OBJECTIVE To explore the potential material basis and molecular mechanism of Liushen Capsule on inhibiting COVID-19 through network pharmacology and molecular docking technology. METHODS The effective monomers and targets of realgar， calculus bovis artifacts， borneolum， bufonis venenum and moschus in Liushen Capsule were searched with the help of the network pharmacology databases. Based on UniProt database and Cytoscape 3.6.1 software， the gene corresponding to the target was queried， and the network of traditional Chinese medicine-effective ingredients-effective target was constructed. GO， KEGG， Reactome enrichment analysis were carried out by Metascape platform to predict the mechanism of action.
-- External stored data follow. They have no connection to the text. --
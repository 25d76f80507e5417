//! Paginated PDF rendering of the text report.

use crate::models::{ProbeError, ReportConfig, Result};
use crate::report::force_word_break;
use printpdf::{BuiltinFont, Mm, PdfDocument};
use std::fs::File;
use std::io::BufWriter;
use std::path::Path;

/// A4 page geometry and type settings.
#[derive(Debug, Clone, Copy)]
pub struct PageLayout {
    pub width_mm: f32,
    pub height_mm: f32,
    pub margin_mm: f32,
    pub line_height_mm: f32,
    pub font_size_pt: f32,
    /// Wrap width of a line
    pub chars_per_line: usize,
    /// Longest unbroken run of non-whitespace characters
    pub break_width: usize,
}

impl Default for PageLayout {
    fn default() -> Self {
        Self {
            width_mm: 210.0,
            height_mm: 297.0,
            margin_mm: 10.0,
            line_height_mm: 10.0,
            font_size_pt: 12.0,
            chars_per_line: 90,
            break_width: 60,
        }
    }
}

impl PageLayout {
    pub fn from_config(config: &ReportConfig) -> Self {
        Self {
            chars_per_line: config.chars_per_line,
            break_width: config.break_width,
            ..Self::default()
        }
    }

    pub fn lines_per_page(&self) -> usize {
        let usable = self.height_mm - 2.0 * self.margin_mm;
        ((usable / self.line_height_mm).floor() as usize).max(1)
    }
}

/// Break, then wrap, every line of `text` into printable lines.
///
/// An empty source line still occupies one printed line.
pub fn layout_lines(text: &str, layout: &PageLayout) -> Vec<String> {
    let mut out = Vec::new();
    for raw in text.split('\n') {
        let broken = force_word_break(raw, layout.break_width);
        let wrapped = textwrap::wrap(&broken, layout.chars_per_line.max(1));
        if wrapped.is_empty() {
            out.push(String::new());
        } else {
            out.extend(wrapped.into_iter().map(|line| line.into_owned()));
        }
    }
    out
}

/// Split printable lines into pages.
pub fn paginate(lines: Vec<String>, lines_per_page: usize) -> Vec<Vec<String>> {
    let per_page = lines_per_page.max(1);
    let mut pages: Vec<Vec<String>> = Vec::new();
    let mut iter = lines.into_iter().peekable();
    while iter.peek().is_some() {
        pages.push(iter.by_ref().take(per_page).collect());
    }
    if pages.is_empty() {
        pages.push(Vec::new());
    }
    pages
}

/// Render `text` into a PDF at `path`. Returns the page count.
pub fn write_pdf(text: &str, layout: &PageLayout, title: &str, path: &Path) -> Result<usize> {
    let pages = paginate(layout_lines(text, layout), layout.lines_per_page());
    let width = Mm(layout.width_mm);
    let height = Mm(layout.height_mm);

    let (doc, first_page, first_layer) = PdfDocument::new(title, width, height, "Layer 1");
    let font = doc
        .add_builtin_font(BuiltinFont::Helvetica)
        .map_err(|e| ProbeError::Report(format!("loading font: {e}")))?;

    for (page_no, page_lines) in pages.iter().enumerate() {
        let (page, layer) = if page_no == 0 {
            (first_page, first_layer)
        } else {
            doc.add_page(width, height, "Layer 1")
        };
        let canvas = doc.get_page(page).get_layer(layer);

        for (i, line) in page_lines.iter().enumerate() {
            if line.is_empty() {
                continue;
            }
            // Baseline sits in the lower part of each line cell.
            let y = layout.height_mm
                - layout.margin_mm
                - (i as f32 + 0.75) * layout.line_height_mm;
            canvas.use_text(
                line.as_str(),
                layout.font_size_pt,
                Mm(layout.margin_mm),
                Mm(y),
                &font,
            );
        }
    }

    let file = File::create(path)
        .map_err(|e| ProbeError::io(format!("creating {}", path.display()), e))?;
    doc.save(&mut BufWriter::new(file))
        .map_err(|e| ProbeError::Report(format!("saving {}: {e}", path.display())))?;

    Ok(pages.len())
}
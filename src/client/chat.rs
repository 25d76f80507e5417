//! OpenAI-compatible chat-completion client.
//!
//! One call to [`CompletionClient::complete`] is one HTTP attempt. Retrying
//! is layered on top by [`query`], so the driver sees a single
//! [`QueryOutcome`] per repetition.

use crate::client::{QueryOutcome, RetryPolicy, retry};
use crate::models::{ApiError, Config, ModelSpec, ProbeError, Result};
use async_trait::async_trait;
use reqwest::header::{AUTHORIZATION, CONTENT_TYPE, HeaderMap, HeaderValue};
use serde::{Deserialize, Serialize};
use std::time::{Duration, Instant};
use tracing::debug;

/// Message in a chat completion request.
#[derive(Debug, Clone, Serialize, Deserialize)]
pub struct Message {
    pub role: String,
    pub content: String,
}

impl Message {
    pub fn user(content: impl Into<String>) -> Self {
        Self {
            role: "user".to_string(),
            content: content.into(),
        }
    }
}

/// Chat completion request payload.
#[derive(Debug, Serialize)]
struct ChatCompletionRequest<'a> {
    model: &'a str,
    messages: Vec<Message>,
    max_tokens: u32,
    temperature: f64,
}

/// Chat completion response.
#[derive(Debug, Deserialize)]
struct ChatCompletionResponse {
    choices: Vec<ChatChoice>,
}

#[derive(Debug, Deserialize)]
struct ChatChoice {
    message: ChatMessage,
}

#[derive(Debug, Deserialize)]
struct ChatMessage {
    #[serde(default)]
    content: Option<String>,
}

/// API error response body.
#[derive(Debug, Deserialize)]
struct ApiErrorResponse {
    error: ApiErrorDetail,
}

#[derive(Debug, Deserialize)]
struct ApiErrorDetail {
    message: String,
}

/// Something that can answer a single prompt with a single attempt.
#[async_trait]
pub trait CompletionClient: Send + Sync {
    /// Send `prompt` once and return the model's trimmed text.
    async fn complete(&self, prompt: &str) -> Result<String>;
}

/// Query `client` with bounded retry, folding exhaustion into the outcome.
pub async fn query<C>(client: &C, prompt: &str, policy: &RetryPolicy) -> QueryOutcome
where
    C: CompletionClient + ?Sized,
{
    retry(policy, |attempt| {
        debug!(attempt = attempt + 1, "Querying model");
        client.complete(prompt)
    })
    .await
    .into()
}

/// Chat-completion API client.
pub struct ChatClient {
    client: reqwest::Client,
    api_key: String,
    base_url: String,
    timeout: Duration,
    model: ModelSpec,
}

impl ChatClient {
    /// Create a new client for one model.
    pub fn new(
        api_key: String,
        base_url: impl Into<String>,
        model: ModelSpec,
        timeout: Duration,
    ) -> Result<Self> {
        let client = reqwest::Client::builder()
            .timeout(timeout)
            .build()
            .map_err(ProbeError::Network)?;

        Ok(Self {
            client,
            api_key,
            base_url: base_url.into().trim_end_matches('/').to_string(),
            timeout,
            model,
        })
    }

    /// Build a client from the `[api]` and `[model]` sections.
    pub fn from_config(config: &Config, api_key: String) -> Result<Self> {
        Self::new(
            api_key,
            config.api.base_url.clone(),
            config.model.clone(),
            config.api.timeout(),
        )
    }

    /// Build headers for a request.
    fn headers(&self) -> Result<HeaderMap> {
        let mut headers = HeaderMap::new();
        let bearer = HeaderValue::from_str(&format!("Bearer {}", self.api_key))
            .map_err(|_| ProbeError::Internal("API key is not a valid header value".into()))?;
        headers.insert(AUTHORIZATION, bearer);
        headers.insert(CONTENT_TYPE, HeaderValue::from_static("application/json"));
        Ok(headers)
    }
}

#[async_trait]
impl CompletionClient for ChatClient {
    async fn complete(&self, prompt: &str) -> Result<String> {
        let start = Instant::now();
        let request = ChatCompletionRequest {
            model: &self.model.id,
            messages: vec![Message::user(prompt)],
            max_tokens: self.model.max_tokens,
            temperature: self.model.temperature,
        };

        let url = format!("{}/chat/completions", self.base_url);
        let response = self
            .client
            .post(&url)
            .headers(self.headers()?)
            .json(&request)
            .send()
            .await
            .map_err(|e| {
                if e.is_timeout() {
                    ProbeError::Timeout(self.timeout)
                } else {
                    ProbeError::Network(e)
                }
            })?;

        let status = response.status();
        if !status.is_success() {
            let code = status.as_u16();
            if code == 401 {
                return Err(ApiError::AuthenticationFailed.into());
            }
            let body = response.text().await.unwrap_or_default();
            let message = serde_json::from_str::<ApiErrorResponse>(&body)
                .map(|r| r.error.message)
                .unwrap_or(body);
            return Err(ApiError::Status {
                status: code,
                message,
            }
            .into());
        }

        let body: ChatCompletionResponse = response
            .json()
            .await
            .map_err(|e| ProbeError::Parse(format!("Failed to parse response: {e}")))?;

        let choice = body.choices.into_iter().next().ok_or(ApiError::EmptyChoices)?;
        let content = choice
            .message
            .content
            .ok_or_else(|| ApiError::InvalidResponse("message has no content".into()))?;

        debug!(
            model = %self.model.id,
            elapsed_ms = start.elapsed().as_millis() as u64,
            "Completion received"
        );

        Ok(content.trim().to_string())
    }
}
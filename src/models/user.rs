// src/models/user.rs

use std::collections::HashMap;

use serde::{Deserialize, Serialize};
use validator::Validate;

/// DTO for admin login.
#[derive(Debug, Clone, Serialize, Deserialize, Validate)]
pub struct LoginRequest {
    #[validate(length(min = 1, max = 100, message = "Please enter the admin email."))]
    #[serde(default)]
    pub email: String,
    #[validate(length(min = 1, max = 128, message = "Please enter the password."))]
    #[serde(default)]
    pub password: String,
}

/// `data` of a successful `POST /backend/v1/auth/login`.
#[derive(Debug, Clone, Deserialize)]
pub struct LoginToken {
    pub token: String,
}

/// Signed-in administrator.
#[derive(Debug, Clone, Serialize, Deserialize)]
pub struct AdminUser {
    pub id: i64,
    #[serde(default)]
    pub name: String,
    #[serde(default)]
    pub email: String,
}

/// `data` of `GET /backend/v1/auth/detail`.
#[derive(Debug, Clone, Serialize, Deserialize)]
pub struct AdminProfile {
    pub user: AdminUser,
    /// Permission slug to granted flag.
    #[serde(default)]
    pub permissions: HashMap<String, bool>,
}
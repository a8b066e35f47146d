// src/handlers/grade.rs

use axum::{
    Json,
    extract::{Extension, Multipart, Path, Query, State},
    http::header,
    response::IntoResponse,
};
use serde::Deserialize;
use serde_json::json;

use crate::{
    backend::BackendClient,
    error::AppError,
    grade_import::{
        ImportDialog, ImportError, ImportLocks, QuizTarget,
        template::{XLSX_MIME, build_template, template_file_name},
    },
    models::{
        grade::{AnalysisParams, AnalysisView, GradeOverview, OverviewParams, TrendParams},
        quiz::QuizListParams,
    },
    utils::session::Session,
};

const OVERVIEW_PAGE_SIZE: i64 = 200;

const EMPTY_PREVIEW_WARNING: &str = "No valid data found in the file.";

/// Statistics of one quiz, formatted for display.
pub async fn get_analysis(
    State(backend): State<BackendClient>,
    Extension(session): Extension<Session>,
    Path(quiz_id): Path<i64>,
    Query(params): Query<AnalysisParams>,
) -> Result<impl IntoResponse, AppError> {
    let analysis = backend
        .authed(&session)
        .grade_analysis(quiz_id, params.refresh)
        .await?;
    Ok(Json(AnalysisView::from(analysis)))
}

/// Grade center: first page of quizzes, filtered by category, with totals.
pub async fn get_overview(
    State(backend): State<BackendClient>,
    Extension(session): Extension<Session>,
    Query(params): Query<OverviewParams>,
) -> Result<impl IntoResponse, AppError> {
    let list = QuizListParams {
        page: 1,
        size: OVERVIEW_PAGE_SIZE,
        keyword: None,
    };
    let page = backend.authed(&session).quizzes(&list).await?;
    Ok(Json(GradeOverview::from_quizzes(page.data, params.category)))
}

pub async fn get_student_trend(
    State(backend): State<BackendClient>,
    Extension(session): Extension<Session>,
    Path(user_id): Path<i64>,
    Query(params): Query<TrendParams>,
) -> Result<impl IntoResponse, AppError> {
    let window = match (params.start, params.end) {
        (Some(start), Some(end)) if start > end => {
            return Err(AppError::BadRequest(
                "start must not be later than end".to_string(),
            ));
        }
        (Some(start), Some(end)) => Some((start, end)),
        _ => None,
    };

    let points = backend.authed(&session).student_trend(user_id, window).await?;
    Ok(Json(points))
}

#[derive(Debug, Deserialize)]
pub struct TemplateParams {
    pub quiz_title: Option<String>,
}

/// Downloadable grade template, optionally named after a quiz.
pub async fn download_template(Query(params): Query<TemplateParams>) -> Result<impl IntoResponse, AppError> {
    let bytes = build_template()?;
    let file_name = template_file_name(params.quiz_title.as_deref());
    let encoded: String = url::form_urlencoded::byte_serialize(file_name.as_bytes()).collect();

    let headers = [
        (header::CONTENT_TYPE, XLSX_MIME.to_string()),
        (
            header::CONTENT_DISPOSITION,
            format!(
                "attachment; filename=\"template.xlsx\"; filename*=UTF-8''{}",
                encoded.replace('+', "%20")
            ),
        ),
    ];

    Ok((headers, bytes))
}

/// Multipart fields of the import endpoints.
#[derive(Debug, Default)]
struct ImportUpload {
    quiz_id: Option<String>,
    quiz_title: Option<String>,
    file: Option<(String, Vec<u8>)>,
}

async fn read_upload(mut multipart: Multipart) -> Result<ImportUpload, AppError> {
    let mut upload = ImportUpload::default();

    while let Some(field) = multipart.next_field().await? {
        let name = field.name().unwrap_or_default().to_string();
        match name.as_str() {
            "quiz_id" => upload.quiz_id = Some(field.text().await?),
            "quiz_title" => upload.quiz_title = Some(field.text().await?),
            "file" => {
                let file_name = field.file_name().unwrap_or_default().to_string();
                let bytes = field.bytes().await?;
                upload.file = Some((file_name, bytes.to_vec()));
            }
            other => tracing::debug!("Ignoring multipart field {}", other),
        }
    }

    Ok(upload)
}

/// Parses an uploaded sheet and returns the capped preview.
pub async fn preview_import(multipart: Multipart) -> Result<impl IntoResponse, AppError> {
    let upload = read_upload(multipart).await?;
    let (name, bytes) = upload.file.ok_or(ImportError::MissingFile)?;

    let mut dialog = ImportDialog::open(None);
    dialog.select_file(name, bytes)?;

    let preview = dialog.preview();
    let warning = preview.is_empty().then_some(EMPTY_PREVIEW_WARNING);

    Ok(Json(json!({
        "rows": preview.rows,
        "parsed_rows": preview.parsed_rows,
        "truncated": preview.is_truncated(),
        "warning": warning,
    })))
}

/// Uploads an offline grade sheet for a quiz.
///
/// The sheet is parsed locally first; a file that cannot be read is never
/// sent. The raw bytes go to the backend unchanged. Only one upload per quiz
/// is in flight at a time; a concurrent one gets 409.
pub async fn import_grades(
    State(backend): State<BackendClient>,
    State(imports): State<ImportLocks>,
    Extension(session): Extension<Session>,
    multipart: Multipart,
) -> Result<impl IntoResponse, AppError> {
    let upload = read_upload(multipart).await?;

    let quiz = match upload.quiz_id.as_deref().map(str::trim).filter(|s| !s.is_empty()) {
        Some(raw) => Some(QuizTarget {
            id: raw
                .parse::<i64>()
                .map_err(|_| AppError::BadRequest("quiz_id must be a number".to_string()))?,
            title: upload.quiz_title.filter(|t| !t.trim().is_empty()),
        }),
        None => None,
    };

    let mut dialog = ImportDialog::open(quiz);
    if let Some((name, bytes)) = upload.file {
        dialog.select_file(name, bytes)?;
    }

    // A second submit for the same quiz is refused while one is running.
    let _permit = match dialog.quiz() {
        Some(quiz) if dialog.selected_file().is_some() => Some(imports.acquire(quiz.id)?),
        _ => None,
    };

    let api = backend.authed(&session);
    let summary = dialog.submit(&api).await?;

    Ok(Json(json!({
        "message": format!("{} completed", dialog.title()),
        "summary": summary,
    })))
}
Molecular docking of the top 15 monomers was carried out in the medicinal material-compound-target network with SARS-CoV-2 3CL hydrolase， angiotensin-converting enzyme Ⅱ (ACE2)， and SARS-CoV-2 RNA dependent RNA polymerase (RdRp). RESULTS The network of TCM-active ingredients-effective targets included 5 herbs， 136 compounds and 2 082 targets. The key targets were PTGS2、ESR1、PLA2G1B and PTGS1. The function enrichment analysis of GO was 495 (P<0.05)， of which there were 287 biological processes (BP)， and 96 related items of cell composition (CC)， and 112 molecular function (MF) items. There were 107 signal pathways (P<0.05) in the KEGG pathway enrichment screening， which mainly involved cancer pathway， neuroactive ligand receptor interaction， cell growth， metabolism， apoptosis related pathway， immunity and inflammation. There were 85 signal pathways (P<0.05) in the Reactome pathway enrichment screening， which were mainly involved in nervous system， G protein coupling， interleukin signal， receptor tyrosine kinase signal and gene transcription. The results of molecular docking showed that the affinity of ergotamine， ursolic acid， chenodeoxycholic acid and other core active compounds in Liushen Capsule with SARS-CoV-2 3CL and ACE2 was similar to that of clinically recommended chemicals. CONCLUSION The active compounds in Liushen Capsule， ergotamine， ursolic acid and chenodeoxycholic acid， may regulate multiple signal pathways by binding to ACE2 to act on targets such as PTGS2， ESR1， PLA2G1B and PTGS1， thereby inhibit SARS-CoV-2.